Skunkyrate
Gripping story with well-crafted characters
Borgarkeri
A bit overrated, but still an amazing film
Anoushka Slater
While it doesn't offer any answers, it both thrills and makes you think.
Ortiz
Excellent and certainly provocative... If nothing else, the film is a real conversation starter.
David Eidelman
The group which saw this film with me loved it. It has a perfect combination of humor (sometimes slapstick, sometimes subtle), emotion, and suspense as to what will happen next. The scenery is also well done. Highly recommended--you won't be sorry you saw it! You are really pulling for the town to succeed, and the ending is great. You never know what happens till the very end. Each character has a unique and funny personality--kind of like all of the characters in Mayberry. The women in the town are especially hilarious, mainly during the scenes in which they listen to bugged conversations with the doctor to find out what things they need to do to make him fall in love with the town.
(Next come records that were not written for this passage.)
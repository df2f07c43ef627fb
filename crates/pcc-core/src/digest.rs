//! # Content Digests
//!
//! SHA-256 digests over [`CanonicalBytes`] for structured records, and over
//! raw bytes for opaque evidence blobs (photos, survey files, scanned
//! reports) whose bytes are already fixed by the submitter.
//!
//! ## Security Invariant
//!
//! Structured records can only be digested through `CanonicalBytes`; the
//! raw-bytes entry point [`sha256_bytes_hex()`] exists for evidence content
//! and for chain concatenations that are built from hex strings, never for
//! serialized records.

use sha2::{Digest, Sha256};

use crate::canonical::CanonicalBytes;

/// Lowercase hex SHA-256 of a record's canonical bytes.
pub fn sha256_hex(data: &CanonicalBytes) -> String {
    hex_digest(data.as_bytes())
}

/// Lowercase hex SHA-256 over raw bytes.
///
/// This is the evidence-hash path: the input is the submitted evidence file
/// exactly as received. Do not pass serialized records here; use
/// [`sha256_hex()`] with `CanonicalBytes` instead.
pub fn sha256_bytes_hex(data: &[u8]) -> String {
    hex_digest(data)
}

fn hex_digest(data: &[u8]) -> String {
    Sha256::digest(data).iter().map(|b| format!("{b:02x}")).collect()
}
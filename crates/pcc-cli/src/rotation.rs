//! # Rotation Subcommand
//!
//! `pcc rotation select` draws participants for a milestone against a JSON
//! assignment history file, appends the new round to it, and prints the
//! drawn assignments. Draws always use OS entropy; there is no way to pick
//! the random stream from the command line.

use std::path::PathBuf;

use anyhow::{Context, Result};
use clap::{Args, Subcommand, ValueEnum};
use rand::rngs::OsRng;

use pcc_core::{EngineConfig, IdentityHandle, MilestoneId, ProjectId};
use pcc_rotation::{
    InMemoryAssignmentStore, ParticipantRole, RotationAssignment, RotationEngine, SelectionRequest,
};

/// Role to draw for.
#[derive(Debug, Clone, Copy, PartialEq, Eq, ValueEnum)]
pub enum RoleArg {
    Auditor,
    Citizen,
}

impl From<RoleArg> for ParticipantRole {
    fn from(role: RoleArg) -> Self {
        match role {
            RoleArg::Auditor => ParticipantRole::Auditor,
            RoleArg::Citizen => ParticipantRole::Citizen,
        }
    }
}

/// Arguments for `pcc rotation`.
#[derive(Args, Debug)]
pub struct RotationArgs {
    #[command(subcommand)]
    pub command: RotationCommand,
}

#[derive(Subcommand, Debug)]
pub enum RotationCommand {
    /// Draw participants for a milestone.
    Select {
        #[arg(long)]
        milestone: String,

        #[arg(long)]
        project: String,

        #[arg(long, value_enum)]
        role: RoleArg,

        /// Number of participants to draw.
        #[arg(long)]
        count: usize,

        /// JSON array of candidate identity handles.
        #[arg(long)]
        pool: PathBuf,

        /// JSON array of prior assignments. Created if missing; the new
        /// round is appended.
        #[arg(long)]
        history: PathBuf,
    },
}

pub fn run_rotation(args: &RotationArgs, config: &EngineConfig) -> Result<u8> {
    match &args.command {
        RotationCommand::Select {
            milestone,
            project,
            role,
            count,
            pool,
            history,
        } => {
            let milestone_id = MilestoneId::new(milestone.as_str())?;
            let project_id = ProjectId::new(project.as_str())?;
            let pool: Vec<IdentityHandle> = crate::read_json(pool)?;
            let prior: Vec<RotationAssignment> = crate::read_json_or_default(history)?;
            let mut store = InMemoryAssignmentStore::from_assignments(prior);

            let engine = RotationEngine::from_config(config);
            let request = SelectionRequest {
                milestone_id: &milestone_id,
                project_id: &project_id,
                role: (*role).into(),
                count: *count,
                pool: &pool,
            };
            let selected = engine
                .select(&mut store, request, &mut OsRng, pcc_core::Timestamp::now())
                .with_context(|| format!("selection failed for milestone {milestone_id}"))?;

            crate::write_json(history, store.assignments())?;
            crate::emit_json(None, &selected)?;
            Ok(0)
        }
    }
}
//! # Assignment History Store
//!
//! The selection engine's only collaborator with state. Writes take
//! `&mut self`, so one selection call is one unit of work against the
//! store. A store must reject a second active assignment for the same
//! (milestone, participant) pair with [`RotationError::Conflict`].

use std::collections::BTreeMap;

use pcc_core::{MilestoneId, ProjectId};

use crate::assignment::{ParticipantRole, RotationAssignment};
use crate::error::RotationError;

pub trait AssignmentStore {
    /// Highest rotation round recorded for a milestone; 0 if none.
    fn max_rotation_round(&self, milestone_id: &MilestoneId) -> Result<u32, RotationError>;

    /// Every assignment on a milestone, in any status.
    fn milestone_assignments(
        &self,
        milestone_id: &MilestoneId,
    ) -> Result<Vec<RotationAssignment>, RotationError>;

    /// Assignments from the project's most recent `last_n_rounds` rotation
    /// rounds for `role`, across all of its milestones. Rounds drawn for
    /// another role do not count toward the window.
    fn recent_assignments(
        &self,
        project_id: &ProjectId,
        role: ParticipantRole,
        last_n_rounds: u32,
    ) -> Result<Vec<RotationAssignment>, RotationError>;

    /// Persist a new assignment.
    fn record_assignment(&mut self, assignment: RotationAssignment) -> Result<(), RotationError>;

    /// Overwrite an existing assignment after a status transition.
    fn update_assignment(&mut self, assignment: &RotationAssignment) -> Result<(), RotationError>;
}

/// A `Vec`-backed store for tests, the CLI, and single-process embedding.
///
/// A project's rotation rounds for a role are the distinct
/// `(milestone, round)` pairs recorded on it for that role, ordered by the
/// latest `assignedAt` in each pair.
#[derive(Debug, Clone, Default)]
pub struct InMemoryAssignmentStore {
    assignments: Vec<RotationAssignment>,
}

impl InMemoryAssignmentStore {
    pub fn new() -> Self {
        Self::default()
    }

    /// Seed a store with existing history. Records are taken as-is.
    pub fn from_assignments(assignments: Vec<RotationAssignment>) -> Self {
        Self { assignments }
    }

    pub fn assignments(&self) -> &[RotationAssignment] {
        &self.assignments
    }

    pub fn into_assignments(self) -> Vec<RotationAssignment> {
        self.assignments
    }
}

impl AssignmentStore for InMemoryAssignmentStore {
    fn max_rotation_round(&self, milestone_id: &MilestoneId) -> Result<u32, RotationError> {
        Ok(self
            .assignments
            .iter()
            .filter(|a| &a.milestone_id == milestone_id)
            .map(|a| a.rotation_round)
            .max()
            .unwrap_or(0))
    }

    fn milestone_assignments(
        &self,
        milestone_id: &MilestoneId,
    ) -> Result<Vec<RotationAssignment>, RotationError> {
        Ok(self
            .assignments
            .iter()
            .filter(|a| &a.milestone_id == milestone_id)
            .cloned()
            .collect())
    }

    fn recent_assignments(
        &self,
        project_id: &ProjectId,
        role: ParticipantRole,
        last_n_rounds: u32,
    ) -> Result<Vec<RotationAssignment>, RotationError> {
        let in_scope = |a: &&RotationAssignment| &a.project_id == project_id && a.role == role;
        let mut rounds: BTreeMap<(&MilestoneId, u32), pcc_core::Timestamp> = BTreeMap::new();
        for a in self.assignments.iter().filter(in_scope) {
            let latest = rounds
                .entry((&a.milestone_id, a.rotation_round))
                .or_insert(a.assigned_at);
            if a.assigned_at > *latest {
                *latest = a.assigned_at;
            }
        }

        let mut ordered: Vec<_> = rounds.into_iter().collect();
        ordered.sort_by(|(ka, ta), (kb, tb)| tb.cmp(ta).then_with(|| kb.cmp(ka)));
        let window: Vec<(MilestoneId, u32)> = ordered
            .into_iter()
            .take(last_n_rounds as usize)
            .map(|((m, r), _)| (m.clone(), r))
            .collect();

        Ok(self
            .assignments
            .iter()
            .filter(in_scope)
            .filter(|a| {
                window
                    .iter()
                    .any(|(m, r)| m == &a.milestone_id && *r == a.rotation_round)
            })
            .cloned()
            .collect())
    }

    fn record_assignment(&mut self, assignment: RotationAssignment) -> Result<(), RotationError> {
        let taken = self.assignments.iter().any(|a| {
            a.milestone_id == assignment.milestone_id
                && a.participant_id == assignment.participant_id
                && a.status.is_active()
        });
        if taken {
            return Err(RotationError::Conflict {
                milestone_id: assignment.milestone_id.to_string(),
                participant_id: assignment.participant_id.to_string(),
            });
        }
        self.assignments.push(assignment);
        Ok(())
    }

    fn update_assignment(&mut self, assignment: &RotationAssignment) -> Result<(), RotationError> {
        let slot = self
            .assignments
            .iter_mut()
            .find(|a| a.id == assignment.id)
            .ok_or(RotationError::NotFound(assignment.id))?;
        *slot = assignment.clone();
        Ok(())
    }
}
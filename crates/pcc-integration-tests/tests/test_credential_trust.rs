//! # Credential Trust
//!
//! An accreditation body issues an auditor accreditation, the credential
//! travels as JSON, and a relying party verifies it at different times and
//! against a revocation registry.

use pcc_core::{resolve_identity_handle, CanonicalBytes, Timestamp};
use pcc_crypto::KeyPair;
use pcc_vc::{
    issue_credential, verify_credential, AuditorAccreditation, CredentialIssue, CredentialSubject,
    IssueOptions, RevocationRegistry, VerifiableCredential, VerifyOptions,
};

fn ts(s: &str) -> Timestamp {
    Timestamp::parse(s).unwrap()
}

fn accreditation() -> (KeyPair, VerifiableCredential) {
    let body = KeyPair::from_private_key(&[90u8; 32]).unwrap();
    let auditor = KeyPair::from_private_key(&[91u8; 32]).unwrap();
    let subject = CredentialSubject::AuditorAccreditation(AuditorAccreditation {
        id: auditor.identity_handle(),
        accreditation_body: "Institute of Public Auditors".to_string(),
        accreditation_number: "IPA-2026-118".to_string(),
        jurisdictions: vec!["region-north".to_string()],
        accredited_until: Some(ts("2027-12-31T00:00:00Z")),
    });
    let vc = issue_credential(
        subject,
        &body.identity_handle(),
        &body,
        IssueOptions {
            issued_at: Some(ts("2026-01-10T00:00:00Z")),
            expiration_date: Some(ts("2027-12-31T00:00:00Z")),
        },
    )
    .unwrap();
    (body, vc)
}

#[test]
fn verifies_after_transport() {
    let (body, vc) = accreditation();
    let json = serde_json::to_string_pretty(&vc).unwrap();
    let received: VerifiableCredential = serde_json::from_str(&json).unwrap();
    let report = verify_credential(&received, VerifyOptions::at(ts("2026-06-01T00:00:00Z")));
    assert!(report.valid, "{:?}", report.errors);

    let proof = received.proof.as_ref().unwrap();
    let resolved = resolve_identity_handle(&received.issuer).unwrap();
    assert_eq!(&resolved.public_key, body.public_key().as_bytes());
    assert_eq!(proof.verification_method, resolved.verification_method_id);
}

#[test]
fn digest_survives_a_json_value_round_trip() {
    let (_, vc) = accreditation();
    let value = serde_json::to_value(&vc).unwrap();
    let back: VerifiableCredential = serde_json::from_value(value.clone()).unwrap();
    assert_eq!(back.body_digest().unwrap(), vc.body_digest().unwrap());

    let direct = CanonicalBytes::new(&vc).unwrap();
    let via_value = CanonicalBytes::from_value(value).unwrap();
    assert_eq!(direct, via_value);
}

#[test]
fn every_issue_is_reported_together() {
    let (_, mut vc) = accreditation();
    if let CredentialSubject::AuditorAccreditation(a) = &mut vc.credential_subject {
        a.jurisdictions.push("region-south".to_string());
    }
    let mut registry = RevocationRegistry::new();
    registry
        .revoke(&vc, "accreditation withdrawn", ts("2026-03-01T00:00:00Z"))
        .unwrap();

    let report = verify_credential(
        &vc,
        VerifyOptions::at(ts("2028-01-01T00:00:00Z")).with_revocations(&registry),
    );
    assert!(!report.valid);
    assert!(report.errors.iter().any(|e| matches!(e, CredentialIssue::Expired { .. })));
    assert!(report.errors.iter().any(|e| matches!(e, CredentialIssue::BadSignature)));
    assert!(report.errors.iter().any(|e| matches!(e, CredentialIssue::Revoked { .. })));
}

#[test]
fn expiration_check_can_be_disabled() {
    let (_, vc) = accreditation();
    let mut options = VerifyOptions::at(ts("2030-01-01T00:00:00Z"));
    options.check_expiration = false;
    assert!(verify_credential(&vc, options).valid);
}
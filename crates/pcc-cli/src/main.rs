//! # pcc CLI entry point
//!
//! Parses command-line arguments, installs logging, loads the engine
//! configuration, and dispatches to subcommand handlers.

use std::path::PathBuf;
use std::process::ExitCode;

use clap::{Parser, Subcommand};
use tracing_subscriber::EnvFilter;

use pcc_cli::certificate::{run_certificate, CertificateArgs};
use pcc_cli::credential::{run_credential, CredentialArgs};
use pcc_cli::keys::{run_did, run_keygen, DidArgs, KeygenArgs};
use pcc_cli::quorum::{run_quorum, QuorumArgs};
use pcc_cli::rotation::{run_rotation, RotationArgs};

/// Payment Clearance engine CLI.
///
/// Identity handles, attestation quorum, rotation draws, and signed
/// Payment Clearance Certificates for public-works milestones.
#[derive(Parser, Debug)]
#[command(name = "pcc", version, about, long_about = None)]
struct Cli {
    /// Enable verbose output. Repeat for more verbosity (-v, -vv, -vvv).
    #[arg(short, long, action = clap::ArgAction::Count, global = true)]
    verbose: u8,

    /// Emit logs as JSON lines.
    #[arg(long, global = true)]
    log_json: bool,

    /// Path to the engine configuration (YAML).
    #[arg(long, global = true)]
    config: Option<PathBuf>,

    #[command(subcommand)]
    command: Commands,
}

#[derive(Subcommand, Debug)]
enum Commands {
    /// Generate an Ed25519 key file.
    Keygen(KeygenArgs),

    /// Derive and resolve identity handles.
    Did(DidArgs),

    /// Evaluate milestone quorum.
    Quorum(QuorumArgs),

    /// Draw auditors or citizens for a milestone.
    Rotation(RotationArgs),

    /// Issue and verify Payment Clearance Certificates.
    Certificate(CertificateArgs),

    /// Issue and verify credentials.
    Credential(CredentialArgs),
}

fn main() -> ExitCode {
    let cli = Cli::parse();

    let filter = match cli.verbose {
        0 => EnvFilter::new("warn"),
        1 => EnvFilter::new("info"),
        2 => EnvFilter::new("debug"),
        _ => EnvFilter::new("trace"),
    };
    let subscriber = tracing_subscriber::fmt()
        .with_env_filter(filter)
        .with_target(false)
        .with_writer(std::io::stderr);
    if cli.log_json {
        subscriber.json().init();
    } else {
        subscriber.init();
    }

    let config = match pcc_cli::load_config(cli.config.as_deref()) {
        Ok(config) => config,
        Err(e) => {
            tracing::error!("{e:#}");
            return ExitCode::from(1);
        }
    };

    let result = match &cli.command {
        Commands::Keygen(args) => run_keygen(args),
        Commands::Did(args) => run_did(args),
        Commands::Quorum(args) => run_quorum(args, &config),
        Commands::Rotation(args) => run_rotation(args, &config),
        Commands::Certificate(args) => run_certificate(args, &config),
        Commands::Credential(args) => run_credential(args),
    };

    match result {
        Ok(code) => ExitCode::from(code),
        Err(e) => {
            tracing::error!("{e:#}");
            eprintln!("error: {e:#}");
            ExitCode::from(1)
        }
    }
}

#[cfg(test)]
mod tests {
    use super::*;
    use pcc_cli::certificate::CertificateCommand;
    use pcc_cli::quorum::QuorumCommand;
    use pcc_cli::rotation::{RoleArg, RotationCommand};

    #[test]
    fn cli_parse_keygen() {
        let cli = Cli::try_parse_from(["pcc", "keygen", "--out", "k.json"]).unwrap();
        if let Commands::Keygen(args) = cli.command {
            assert_eq!(args.out, Some(PathBuf::from("k.json")));
            assert!(!args.force);
        } else {
            panic!("expected keygen");
        }
    }

    #[test]
    fn cli_parse_global_flags() {
        let cli = Cli::try_parse_from([
            "pcc",
            "did",
            "resolve",
            "did:key:z6Mk",
            "-vv",
            "--config",
            "engine.yaml",
        ])
        .unwrap();
        assert_eq!(cli.verbose, 2);
        assert_eq!(cli.config, Some(PathBuf::from("engine.yaml")));
        assert!(!cli.log_json);
    }

    #[test]
    fn cli_parse_quorum_evaluate() {
        let cli = Cli::try_parse_from([
            "pcc",
            "quorum",
            "evaluate",
            "--milestone",
            "ms-1",
            "--attestations",
            "a.json",
            "--inspectors",
            "1",
            "--auditors",
            "2",
            "--citizens",
            "2.5",
        ])
        .unwrap();
        let Commands::Quorum(args) = cli.command else {
            panic!("expected quorum");
        };
        let QuorumCommand::Evaluate {
            requirement, tiers, ..
        } = args.command;
        assert_eq!(requirement.auditors, 2);
        assert_eq!(requirement.citizens, 2.5);
        assert!(tiers.is_none());
    }

    #[test]
    fn cli_parse_rotation_select() {
        let cli = Cli::try_parse_from([
            "pcc",
            "rotation",
            "select",
            "--milestone",
            "ms-1",
            "--project",
            "p",
            "--role",
            "citizen",
            "--count",
            "3",
            "--pool",
            "pool.json",
            "--history",
            "h.json",
        ])
        .unwrap();
        let Commands::Rotation(args) = cli.command else {
            panic!("expected rotation");
        };
        let RotationCommand::Select { role, count, .. } = args.command;
        assert_eq!(role, RoleArg::Citizen);
        assert_eq!(count, 3);
    }

    #[test]
    fn cli_rotation_has_no_seed_flag() {
        assert!(Cli::try_parse_from([
            "pcc",
            "rotation",
            "select",
            "--milestone",
            "ms-1",
            "--project",
            "p",
            "--role",
            "auditor",
            "--count",
            "1",
            "--pool",
            "pool.json",
            "--history",
            "h.json",
            "--seed",
            "42",
        ])
        .is_err());
    }

    #[test]
    fn cli_parse_certificate_verify() {
        let cli = Cli::try_parse_from([
            "pcc",
            "certificate",
            "verify",
            "cert.json",
            "--public-key",
            "ab",
        ])
        .unwrap();
        let Commands::Certificate(args) = cli.command else {
            panic!("expected certificate");
        };
        assert!(matches!(
            args.command,
            CertificateCommand::Verify { ref public_key, .. } if public_key == "ab"
        ));
    }

    #[test]
    fn cli_rejects_missing_requirement() {
        assert!(Cli::try_parse_from([
            "pcc",
            "quorum",
            "evaluate",
            "--milestone",
            "ms-1",
            "--attestations",
            "a.json",
        ])
        .is_err());
    }
}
A very cute film!
Claudio Carvalho
When the fishes finished in the small fishing village of St. Marie-La-Mauderne eight years ago, the pride and joy of the place ended. The unemployed fishermen have been financially supported by the government welfare checks for two weeks and have been living with shame for the month. When a company raises the possibility of building a small factory in the village, the dwellers need only a full-time doctor living in the community to make the dream come true. But they do not find any doctor that want to move to St. Marie-La-Mauderne. When the thirty-three years old Montreal's doctor Christopher Lewis (David Boutin) has an incident in a highway, the former Mayor of St. Marie and presently highway patrolman forces him to stay in the village for a month. Meanwhile, the locals under the leadership of Germain Lesage (Raymond Bouchard) bug his telephone and plot a scheme to convince him to sign a five years contract with the village."La Grande Séduction" was a great surprise for me: I saw this DVD on sale and after checking IMDb User Rating of 7.4/10 (1,208 votes), I decided to buy it. I found an extremely delightful dramatic comedy, funny most of the time, but with a profound message about a contemporary worldwide problem: the unemployment. If you reader, wants to see a refreshing and awarded comedy, winner of fourteen awards and with eleven nominations, try "La Grande Séduction", and you may have also a good surprise and love it. My vote is eight.Title (Brazil): "A Grande Sedução" ("The Great Seduction")
George Parker
"Seducing Doctor Lewis" tells of a French-Canadian fishing village which is on the dole and on the list of locations for a new factory. The latter would get the fishermen of the played out waters new jobs and off welfare, so the townspeople conspire to seduce a doctor to coming to their village with the hope he'll stay on as their resident physician. The result is a charming little comedy full of good natured and earnest characters and their inept attempts at deception and fraud which lead to the inevitable happily ever after fairy tale conclusion. Enjoyable, light hearted. mildly amusing family film fare, "Seducing Doctor Lewis" should appeal to anyone into Disneyesque films who can contend with subtitles. (B-)
Fat Freddy's Cat
What is it about remote coastal communities that makes them so perfect for feel-good funnies such as these? There's something evocative and atavistic about the sea and fishing folk. Maybe it's somewhere in the roots of all of us, and we never fail to delight in seeing those apparently simple folk, apparently locked into a fading past, nevertheless conspire to outsmart the sophisticated city slicker who comes into their midst. I must go down to the sea again, and even on a balmy Perth summer evening at one of our beautiful outdoor cinemas I could almost smell the cod and kelp and feel the keen north Atlantic wind as it tore through Ste Marie la Mauderne.The plot was indeed clever and ironical. Dr Chris Lewis was NOT ultimately seduced by cricket, beef stroganoff, fishing, "lucky" $5 bills placed in his path, fusion jazz, nor even the lovely Eve, whom we all thought would prove the clincher in a Hollywood "boy gets girl" finale. No, not at all. He was seduced by the honest and genuine needs of a community who felt the need to resort to every degree of dishonesty to try and win his heart with all those things which ultimately proved trivial.Congratulations, Canada Francophone, this one was a real beauty. Dix points!